• _Work order_: Copy out, from the entries below, each line holding the string "Result".

--- --- ---

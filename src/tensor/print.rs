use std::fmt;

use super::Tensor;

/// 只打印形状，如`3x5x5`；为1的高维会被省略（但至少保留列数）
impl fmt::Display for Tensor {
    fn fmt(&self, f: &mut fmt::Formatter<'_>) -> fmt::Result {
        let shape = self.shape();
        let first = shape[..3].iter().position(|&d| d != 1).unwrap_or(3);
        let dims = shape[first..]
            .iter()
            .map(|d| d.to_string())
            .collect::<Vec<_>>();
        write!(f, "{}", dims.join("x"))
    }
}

--- --- ---

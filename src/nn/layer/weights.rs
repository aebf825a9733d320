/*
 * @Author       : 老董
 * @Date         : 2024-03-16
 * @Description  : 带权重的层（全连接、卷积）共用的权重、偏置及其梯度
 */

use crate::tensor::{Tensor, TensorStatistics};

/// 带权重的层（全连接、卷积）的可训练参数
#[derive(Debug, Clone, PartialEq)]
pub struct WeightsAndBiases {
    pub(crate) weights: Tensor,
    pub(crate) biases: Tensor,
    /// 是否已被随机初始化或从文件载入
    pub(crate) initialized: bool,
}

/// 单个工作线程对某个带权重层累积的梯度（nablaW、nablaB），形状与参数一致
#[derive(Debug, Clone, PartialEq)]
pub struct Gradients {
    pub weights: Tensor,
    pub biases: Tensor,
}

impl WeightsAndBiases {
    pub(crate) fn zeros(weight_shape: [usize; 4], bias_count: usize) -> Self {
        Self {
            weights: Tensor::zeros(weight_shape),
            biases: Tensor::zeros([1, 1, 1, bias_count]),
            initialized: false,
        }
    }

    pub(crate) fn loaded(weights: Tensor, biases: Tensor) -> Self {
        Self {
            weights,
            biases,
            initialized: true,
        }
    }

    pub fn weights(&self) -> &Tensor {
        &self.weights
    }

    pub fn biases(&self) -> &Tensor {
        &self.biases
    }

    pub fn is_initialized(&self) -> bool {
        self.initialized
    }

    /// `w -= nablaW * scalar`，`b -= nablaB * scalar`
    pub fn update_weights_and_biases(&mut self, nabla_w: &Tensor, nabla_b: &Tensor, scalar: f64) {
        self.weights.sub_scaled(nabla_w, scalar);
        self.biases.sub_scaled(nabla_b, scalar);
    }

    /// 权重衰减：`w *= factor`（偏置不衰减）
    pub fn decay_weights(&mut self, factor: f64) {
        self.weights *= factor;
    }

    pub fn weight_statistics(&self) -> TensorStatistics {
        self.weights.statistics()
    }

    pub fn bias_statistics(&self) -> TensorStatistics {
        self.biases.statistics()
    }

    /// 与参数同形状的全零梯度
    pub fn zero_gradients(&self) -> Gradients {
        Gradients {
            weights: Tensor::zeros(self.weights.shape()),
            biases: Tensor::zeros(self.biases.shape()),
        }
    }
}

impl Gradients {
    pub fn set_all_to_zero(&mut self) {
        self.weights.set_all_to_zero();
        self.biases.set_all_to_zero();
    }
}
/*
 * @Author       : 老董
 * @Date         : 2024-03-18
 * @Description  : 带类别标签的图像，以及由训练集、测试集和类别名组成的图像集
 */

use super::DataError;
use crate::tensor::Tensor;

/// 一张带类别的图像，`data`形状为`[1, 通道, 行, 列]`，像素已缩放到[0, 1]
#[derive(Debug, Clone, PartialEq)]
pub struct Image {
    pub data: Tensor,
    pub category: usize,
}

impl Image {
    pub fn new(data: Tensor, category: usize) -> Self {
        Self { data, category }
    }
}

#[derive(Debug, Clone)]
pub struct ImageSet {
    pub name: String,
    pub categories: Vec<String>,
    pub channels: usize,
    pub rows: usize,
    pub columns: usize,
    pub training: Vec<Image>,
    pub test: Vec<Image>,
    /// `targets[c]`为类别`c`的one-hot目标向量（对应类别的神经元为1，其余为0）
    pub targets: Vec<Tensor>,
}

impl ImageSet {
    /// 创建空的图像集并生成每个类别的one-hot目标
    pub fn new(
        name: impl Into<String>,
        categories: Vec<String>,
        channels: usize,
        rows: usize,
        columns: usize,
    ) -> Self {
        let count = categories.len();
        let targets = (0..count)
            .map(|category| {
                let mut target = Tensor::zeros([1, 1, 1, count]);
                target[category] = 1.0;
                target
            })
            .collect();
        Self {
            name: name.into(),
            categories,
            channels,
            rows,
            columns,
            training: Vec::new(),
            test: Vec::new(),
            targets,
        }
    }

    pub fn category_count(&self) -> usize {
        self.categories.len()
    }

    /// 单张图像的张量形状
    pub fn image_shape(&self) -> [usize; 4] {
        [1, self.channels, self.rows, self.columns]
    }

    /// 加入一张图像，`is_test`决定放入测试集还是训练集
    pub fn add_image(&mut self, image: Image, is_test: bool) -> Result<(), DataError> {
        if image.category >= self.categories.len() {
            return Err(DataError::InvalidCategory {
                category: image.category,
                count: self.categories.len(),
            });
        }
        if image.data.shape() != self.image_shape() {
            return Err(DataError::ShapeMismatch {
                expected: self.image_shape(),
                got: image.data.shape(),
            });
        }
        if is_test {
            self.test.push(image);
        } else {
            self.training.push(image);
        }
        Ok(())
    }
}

--- --- ---

• _Solution_:
    fn fmt(&self, f: &mut fmt::Formatter<'_>) -> fmt::Result {
    pub fn add_image(&mut self, image: Image, is_test: bool) -> Result<(), DataError> {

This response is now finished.